Analysis of Well-Annotated Next-Generation Sequencing Data Reveals Increasing Cases of SARS-CoV-2 Reinfection with Omicron

S. Burkholz, M. Rubsamen, L. Blankenberg, R. Carback, D. Mochly-Rosen, P. Harris, R. Rubsamen

Communications Biology (2023)

Analysis of Well-Annotated Next-Generation Sequencing Data Reveals Increasing Cases of SARS-CoV-2 Reinfection with Omicron

Omicron Rewrites the Rules: How Next-Generation Sequencing Reveals the Rise of COVID Reinfection

When the Omicron variant of SARS-CoV-2 emerged in late 2021, it quickly became clear that something had fundamentally changed. People who had recovered from earlier COVID-19 infections—and who were assumed to have some degree of natural immunity—began getting reinfected at unprecedented rates. But quantifying reinfection accurately is surprisingly difficult: you need to prove that the same person was infected with two genetically distinct viral strains at different times. This study tackled that challenge head-on using well-annotated next-generation sequencing (NGS) data to provide some of the clearest evidence yet about the scale of Omicron-driven reinfection.

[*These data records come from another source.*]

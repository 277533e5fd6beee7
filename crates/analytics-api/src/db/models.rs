use chrono::{DateTime, Utc};
use diesel::prelude::*;

use funnelcast_common::schema::{
    export_jobs, funnel_publications, funnel_step_matches, funnel_steps, funnel_versions, funnels,
};

// ── Funnels ─────────────────────────────────────────────────────────

#[derive(Debug, Clone, Queryable, Selectable)]
#[diesel(table_name = funnels)]
pub struct FunnelRow {
    pub id: i64,
    pub tenant_id: i64,
    pub workspace_id: i64,
    pub name: String,
    pub description: Option<String>,
    pub created_at: DateTime<Utc>,
    pub updated_at: DateTime<Utc>,
    pub archived_at: Option<DateTime<Utc>>,
}

#[derive(Debug, Insertable)]
#[diesel(table_name = funnels)]
pub struct NewFunnelRow {
    pub tenant_id: i64,
    pub workspace_id: i64,
    pub name: String,
    pub description: Option<String>,
}

// ── Versions ────────────────────────────────────────────────────────

#[derive(Debug, Clone, Queryable, Selectable)]
#[diesel(table_name = funnel_versions)]
pub struct FunnelVersionRow {
    pub id: i64,
    pub funnel_id: i64,
    pub version: i32,
    pub state: String,
    pub created_at: DateTime<Utc>,
}

#[derive(Debug, Insertable)]
#[diesel(table_name = funnel_versions)]
pub struct NewFunnelVersionRow {
    pub funnel_id: i64,
    pub version: i32,
    pub state: String,
}

// ── Steps ───────────────────────────────────────────────────────────

#[derive(Debug, Clone, Queryable, Selectable)]
#[diesel(table_name = funnel_steps)]
pub struct FunnelStepRow {
    pub id: i64,
    pub funnel_version_id: i64,
    pub order_index: i32,
    pub step_type: String,
    pub label: String,
    pub metadata: Option<serde_json::Value>,
}

#[derive(Debug, Insertable)]
#[diesel(table_name = funnel_steps)]
pub struct NewFunnelStepRow {
    pub funnel_version_id: i64,
    pub order_index: i32,
    pub step_type: String,
    pub label: String,
    pub metadata: Option<serde_json::Value>,
}

// ── Step matches ────────────────────────────────────────────────────

#[derive(Debug, Clone, Queryable, Selectable)]
#[diesel(table_name = funnel_step_matches)]
pub struct FunnelStepMatchRow {
    pub id: i64,
    pub funnel_step_id: i64,
    pub kind: String,
    pub rules: serde_json::Value,
}

#[derive(Debug, Insertable)]
#[diesel(table_name = funnel_step_matches)]
pub struct NewFunnelStepMatchRow {
    pub funnel_step_id: i64,
    pub kind: String,
    pub rules: serde_json::Value,
}

// ── Publications ────────────────────────────────────────────────────

#[derive(Debug, Clone, Queryable, Selectable)]
#[diesel(table_name = funnel_publications)]
pub struct FunnelPublicationRow {
    pub id: i64,
    pub funnel_id: i64,
    pub version: i32,
    pub published_at: DateTime<Utc>,
    pub window_days: i32,
    pub notes: Option<String>,
    pub snapshot_data: serde_json::Value,
}

#[derive(Debug, Insertable)]
#[diesel(table_name = funnel_publications)]
pub struct NewFunnelPublicationRow {
    pub funnel_id: i64,
    pub version: i32,
    pub window_days: i32,
    pub notes: Option<String>,
    pub snapshot_data: serde_json::Value,
}

// ── Export jobs ─────────────────────────────────────────────────────

#[derive(Debug, Clone, Queryable, Selectable)]
#[diesel(table_name = export_jobs)]
pub struct ExportJobRow {
    pub id: i64,
    pub tenant_id: i64,
    pub workspace_id: i64,
    pub funnel_id: i64,
    pub config: serde_json::Value,
    pub status: String,
    pub total_records: i64,
    pub processed_records: i64,
    pub file_ref: Option<String>,
    pub error: Option<String>,
    pub requested_at: DateTime<Utc>,
    pub started_at: Option<DateTime<Utc>>,
    pub completed_at: Option<DateTime<Utc>>,
}

#[derive(Debug, Insertable)]
#[diesel(table_name = export_jobs)]
pub struct NewExportJobRow {
    pub tenant_id: i64,
    pub workspace_id: i64,
    pub funnel_id: i64,
    pub config: serde_json::Value,
    pub status: String,
    pub total_records: i64,
    pub processed_records: i64,
}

The researchers analyzed large datasets of SARS-CoV-2 genome sequences that were linked to patient-level metadata, allowing them to identify cases where the same individual tested positive for genetically distinct viral lineages at different time points. This approach is more rigorous than studies that rely solely on positive test results without sequencing, which cannot distinguish reinfection from prolonged shedding of an initial infection. By requiring genomic evidence of distinct viral lineages, the team could confidently classify true reinfections and track how their frequency changed as the pandemic evolved through different variant waves.

The results were striking. Reinfection rates remained relatively low through the Alpha, Beta, and Delta waves, suggesting that natural immunity from prior infection provided reasonable protection against these earlier variants. However, when Omicron arrived, reinfection cases surged dramatically. The data showed that Omicron’s extensive mutations—particularly in the spike protein’s receptor-binding domain—had altered the virus enough to escape the antibody responses generated by previous infections. This immune evasion was the primary driver of the reinfection wave, not waning immunity over time.

The study also examined the patterns of reinfection at a more granular level, looking at which earlier variants were associated with subsequent Omicron reinfection. The findings indicated that no prior variant provided strong protection against Omicron, though some combinations were more common than others. This had important implications for understanding population-level immunity: the emergence of a sufficiently divergent variant could effectively “reset” the immunity landscape, putting previously infected individuals at risk again. The data challenged overly optimistic assumptions about the durability of natural immunity in a rapidly evolving viral landscape.

Published in Nature’s Communications Biology, this work contributed to the growing body of evidence that informed public health policy during the Omicron wave. It supported recommendations for booster vaccinations even among previously infected individuals and underscored the need for updated vaccines that target circulating variants. More broadly, the study demonstrated the value of high-quality genomic surveillance with linked metadata—the kind of infrastructure investment that enables rapid, evidence-based responses to emerging viral threats. As SARS-CoV-2 continues to evolve, the analytical framework established in this paper remains relevant for tracking the ongoing interplay between viral mutation and human immunity.